Excerpts from a dataset
━━━━━━━━
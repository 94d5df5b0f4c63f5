use serde::{Deserialize, Serialize};

/// Result of a collaborator-backed call, shaped for a UI layer
#[derive(Debug, Clone, PartialEq, Serialize, Deserialize)]
#[serde(rename_all = "camelCase")]
pub struct Outcome<T> {
    pub success: bool,
    #[serde(default, skip_serializing_if = "Option::is_none")]
    pub data: Option<T>,
    #[serde(default, skip_serializing_if = "Option::is_none")]
    pub error: Option<String>,
}

impl<T> Outcome<T> {
    pub fn ok(data: T) -> Self {
        Self {
            success: true,
            data: Some(data),
            error: None,
        }
    }

    pub fn err(message: impl Into<String>) -> Self {
        Self {
            success: false,
            data: None,
            error: Some(message.into()),
        }
    }

    pub fn from_result<E: std::fmt::Display>(result: std::result::Result<T, E>) -> Self {
        match result {
            Ok(data) => Self::ok(data),
            Err(e) => Self::err(e.to_string()),
        }
    }

    pub fn is_success(&self) -> bool {
        self.success
    }
}
//! Pointer interaction states for the editor
//!
//! Only one interaction runs at a time:
//!
//! ```text
//! Idle ── begin_drag ──▶ Dragging ── drop / cancel ──▶ Idle
//! Idle ── begin_resize ─▶ Resizing ── pointer up ────▶ Idle
//! ```

use serde::{Deserialize, Serialize};

use crate::item_ref::ItemRef;
use crate::portfolio::ItemSize;
use crate::project::clamp_size;

#[derive(Debug, Clone, Copy, PartialEq, Default, Serialize, Deserialize)]
pub struct Pointer {
    pub x: f64,
    pub y: f64,
}

impl Pointer {
    pub fn new(x: f64, y: f64) -> Self {
        Self { x, y }
    }
}

/// Which list a drag reorders
#[derive(Debug, Clone, Copy, PartialEq, Eq, Serialize, Deserialize)]
#[serde(rename_all = "snake_case")]
pub enum DragList {
    Items,
    Stats,
}

#[derive(Debug, Clone, Copy, PartialEq, Default, Serialize, Deserialize)]
#[serde(tag = "state", rename_all = "snake_case")]
pub enum Interaction {
    #[default]
    Idle,
    Dragging {
        list: DragList,
        source: usize,
        /// Index currently hovered, for drop indicators
        over: Option<usize>,
    },
    Resizing {
        item: ItemRef,
        start: Pointer,
        start_width: f64,
        start_height: f64,
    },
}

impl Interaction {
    pub fn is_idle(&self) -> bool {
        matches!(self, Interaction::Idle)
    }

    /// Size a resize should write for the given pointer position
    pub fn resize_target(&self, pointer: Pointer) -> Option<(ItemRef, ItemSize)> {
        match *self {
            Interaction::Resizing {
                item,
                start,
                start_width,
                start_height,
            } => {
                let size = ItemSize::new(
                    start_width + (pointer.x - start.x),
                    start_height + (pointer.y - start.y),
                );
                Some((item, clamp_size(item, size)))
            }
            _ => None,
        }
    }
}

#[cfg(test)]
mod tests {
    use super::*;
    use crate::portfolio::StatId;

    #[test]
    fn test_resize_target_applies_delta_and_floor() {
        let resizing = Interaction::Resizing {
            item: ItemRef::Repo(1),
            start: Pointer::new(100.0, 100.0),
            start_width: 300.0,
            start_height: 200.0,
        };

        let (_, grown) = resizing.resize_target(Pointer::new(150.0, 90.0)).unwrap();
        assert_eq!(grown, ItemSize::new(350.0, 190.0));

        let (_, collapsed) = resizing.resize_target(Pointer::new(-500.0, -500.0)).unwrap();
        assert_eq!(collapsed, ItemSize::new(150.0, 100.0));
    }

    #[test]
    fn test_stat_floor_is_smaller() {
        let resizing = Interaction::Resizing {
            item: ItemRef::Stat(StatId::Repos),
            start: Pointer::default(),
            start_width: 120.0,
            start_height: 90.0,
        };
        let (_, size) = resizing.resize_target(Pointer::new(-100.0, -100.0)).unwrap();
        assert_eq!(size, ItemSize::new(100.0, 80.0));
    }

    #[test]
    fn test_idle_has_no_target() {
        assert!(Interaction::Idle.resize_target(Pointer::default()).is_none());
        assert!(Interaction::default().is_idle());
    }
}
━━━━━━━━
Aim of the exercise: Looking at the records above, which lines contain "PartialEq"? Copy those lines.

Solution to the exercise:
#[derive(Debug, Clone, PartialEq, Serialize, Deserialize)]
#[derive(Debug, Clone, Copy, PartialEq, Default, Serialize, Deserialize)]
#[derive(Debug, Clone, Copy, PartialEq, Eq, Serialize, Deserialize)]
#[derive(Debug, Clone, Copy, PartialEq, Default, Serialize, Deserialize)]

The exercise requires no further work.